The City of Surrey received a $14.7 million Safe-Start grant from the federal and provincial government in November to help it weather the pandemic, city manager Vincent Lalonde noted in his latest COVID-19 Emergency Operations Centre Update to council.
“This grant will allow the City to off-set any unfavourable budgetary impacts of lower revenues and increased operating costs due to COVID19,” Lalonde told council, in a report that came before council on Jan. 11 covering the city’s response to the pandemic between Dec. 6 and Jan. 4.
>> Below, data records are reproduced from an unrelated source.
pub mod container;
pub mod fused;
pub mod loopdev;
pub mod master;
pub mod mounts;
pub mod namespaces;
pub mod rpc;
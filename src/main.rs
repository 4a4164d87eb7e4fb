use std::process;

use capsrun::cli;

fn main() {
    env_logger::Builder::from_env(env_logger::Env::default().default_filter_or("info"))
        .format_timestamp(None)
        .init();

    let args = cli::parse();

    if let Err(e) = cli::commands::dispatch(args) {
        log::error!("capsrun: {e:#}");
        process::exit(1);
    }
}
“Staff are continuing to monitor the financial impact of restrictions on indoor group fitness activities and adult and youth indoor and outdoor team sports,” Lalonde noted. “It is imperative to emphasize that the highest priority for civic facility operations has always been and will continue to be public safety.”
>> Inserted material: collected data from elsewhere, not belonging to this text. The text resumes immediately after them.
use std::ffi::CString;
use std::os::unix::net::UnixStream;
use std::path::PathBuf;
use std::sync::Mutex;

use anyhow::{bail, Context, Result};
use log::debug;
use nix::sys::wait::WaitStatus;
use serde::Deserialize;

use crate::core::config::{IdMap, StarterConfig, CONTAINER_FINALDIR};
use crate::core::engine::{Engine, EngineCommon, Lifecycle};
use crate::core::image::HeaderInspector;
use crate::core::oci::OciSpec;
use crate::core::{id, state};
use crate::platform::linux::fused;
use crate::platform::linux::namespaces;
use crate::platform::linux::rpc::ContainerRpc;

/// Engine configuration payload for the capsule engine.
#[derive(Debug, Deserialize)]
struct CapsuleConfig {
    #[serde(default)]
    instance: bool,
    #[serde(default)]
    image: Option<String>,
    oci: OciSpec,
}

/// The production engine: builds the container filesystem over RPC from the
/// configured image, execs the OCI payload, and keeps instance records.
pub struct CapsuleEngine {
    common: EngineCommon,
    image: Option<PathBuf>,
    inspector: HeaderInspector,
    instance_id: Mutex<Option<String>>,
}

impl CapsuleEngine {
    pub const NAME: &'static str = "capsule";

    pub fn new(json: &[u8]) -> Result<Self> {
        let conf: CapsuleConfig =
            serde_json::from_slice(json).context("failed to parse capsule engine JSON")?;
        Ok(CapsuleEngine {
            common: EngineCommon::new(Self::NAME, json, conf.oci, conf.instance),
            image: conf.image.map(PathBuf::from),
            inspector: HeaderInspector,
            instance_id: Mutex::new(None),
        })
    }
}

impl Engine for CapsuleEngine {
    fn common(&self) -> &EngineCommon {
        &self.common
    }

    fn prepare_config(&self, config: &mut StarterConfig) -> Result<()> {
        config.ns_flags = namespaces::container_ns_flags().bits() as u32;

        // Root inside the container maps to the invoking identity.
        config.uid_map[0] = IdMap {
            container_id: 0,
            host_id: nix::unistd::geteuid().as_raw(),
            size: 1,
        };
        config.gid_map[0] = IdMap {
            container_id: 0,
            host_id: nix::unistd::getegid().as_raw(),
            size: 1,
        };

        self.common.advance(Lifecycle::Prepared)
    }

    fn init_config(&self) -> Result<()> {
        self.common.advance(Lifecycle::ChildForked)
    }

    fn create_container(&self, pid: libc::pid_t, rpc: &dyn ContainerRpc) -> Result<()> {
        debug!("creating container filesystem for pid {pid}");

        let image = match &self.image {
            Some(image) => image.clone(),
            None => bail!("capsule engine has no image configured"),
        };
        // The same action sequence the control surface produces
        // declaratively, driven directly by the engine.
        fused::mount_image_action(&self.inspector, &image.to_string_lossy(), rpc)?;

        debug!("chroot into {CONTAINER_FINALDIR}");
        rpc.chroot(CONTAINER_FINALDIR)?;
        Ok(())
    }

    fn start_process(&self, master: UnixStream) -> Result<()> {
        let process = &self.common.oci.process;
        if process.args.is_empty() {
            bail!("no process arguments in OCI spec");
        }

        nix::unistd::chdir(process.cwd.as_str())
            .with_context(|| format!("chdir to {} failed", process.cwd))?;

        let program = CString::new(process.args[0].as_str())
            .with_context(|| format!("invalid command: '{}'", process.args[0]))?;
        let args: Vec<CString> = process
            .args
            .iter()
            .map(|a| CString::new(a.as_str()).context("invalid argument"))
            .collect::<Result<_>>()?;
        let env: Vec<CString> = process
            .env
            .iter()
            .map(|e| CString::new(e.as_str()).context("invalid environment entry"))
            .collect::<Result<_>>()?;

        // Dropping our endpoint delivers EOF to the master's instance
        // handoff; the inherited descriptor is close-on-exec anyway.
        drop(master);

        nix::unistd::execve(&program, &args, &env)
            .with_context(|| format!("execve '{}' failed", process.args[0]))?;
        unreachable!();
    }

    fn post_start_process(&self, pid: libc::pid_t) -> Result<()> {
        if self.common.instance {
            let record = state::InstanceRecord {
                id: id::generate_id(),
                engine: self.common.name.clone(),
                pid: pid as u32,
                started_at: chrono::Utc::now(),
            };
            state::save_instance(&record)?;
            *self.instance_id.lock().unwrap_or_else(|e| e.into_inner()) = Some(record.id);
        }
        self.common.advance(Lifecycle::Running)
    }

    fn monitor_container(&self, pid: libc::pid_t) -> Result<()> {
        let pid = nix::unistd::Pid::from_raw(pid);
        loop {
            match nix::sys::signal::kill(pid, None) {
                Ok(()) => std::thread::sleep(std::time::Duration::from_millis(100)),
                Err(nix::errno::Errno::ESRCH) => return Ok(()),
                Err(e) => return Err(e).context("failed to probe container pid"),
            }
        }
    }

    fn cleanup_container(&self, status: Option<WaitStatus>) -> Result<()> {
        if !self.common.begin_cleanup() {
            return Ok(());
        }
        if let Some(status) = status {
            debug!("container wait status at cleanup: {status:?}");
            self.common.advance(Lifecycle::Exited)?;
        }

        let instance_id = self
            .instance_id
            .lock()
            .unwrap_or_else(|e| e.into_inner())
            .take();
        if let Some(id) = instance_id {
            state::remove_instance(&id)?;
        }

        self.common.advance(Lifecycle::Cleaned)
    }
}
His report indicates that between Dec. 6 and Jan. 4 Surrey firefighters responded, on average, to 82 calls for service per day
Lalonde noted that since Sept. 15 the BC Emergency Health Services has returned some calls for medical help to pre-COVID dispatch protocols, resulting in the Surrey Fire Service’s attendance to medical-related incidents increasing to 94 per cent of that of the same period last year. Moreover, Surrey firefighters’ response to overdoses increased by 25 per cent.
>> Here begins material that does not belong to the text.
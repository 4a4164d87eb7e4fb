pub mod fs;
pub mod privilege;
pub mod unix;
“This has equated to a 75 per cent increase in the delivery of life saving Naloxone to overdose patients by fire first responders,” Lalonde informed council. “This response change is having a positive impact on the priority population who experience opioid use disorder and overdose.”
Up to Jan. 4, the Surrey RCMP received on average 533 calls for service per day and dispatched officers to 378 incidents on average, per day over the past 30-days. Surrey RCMP calls for service have “fairly consistent,” with a 4.9 per cent decrease in average daily calls.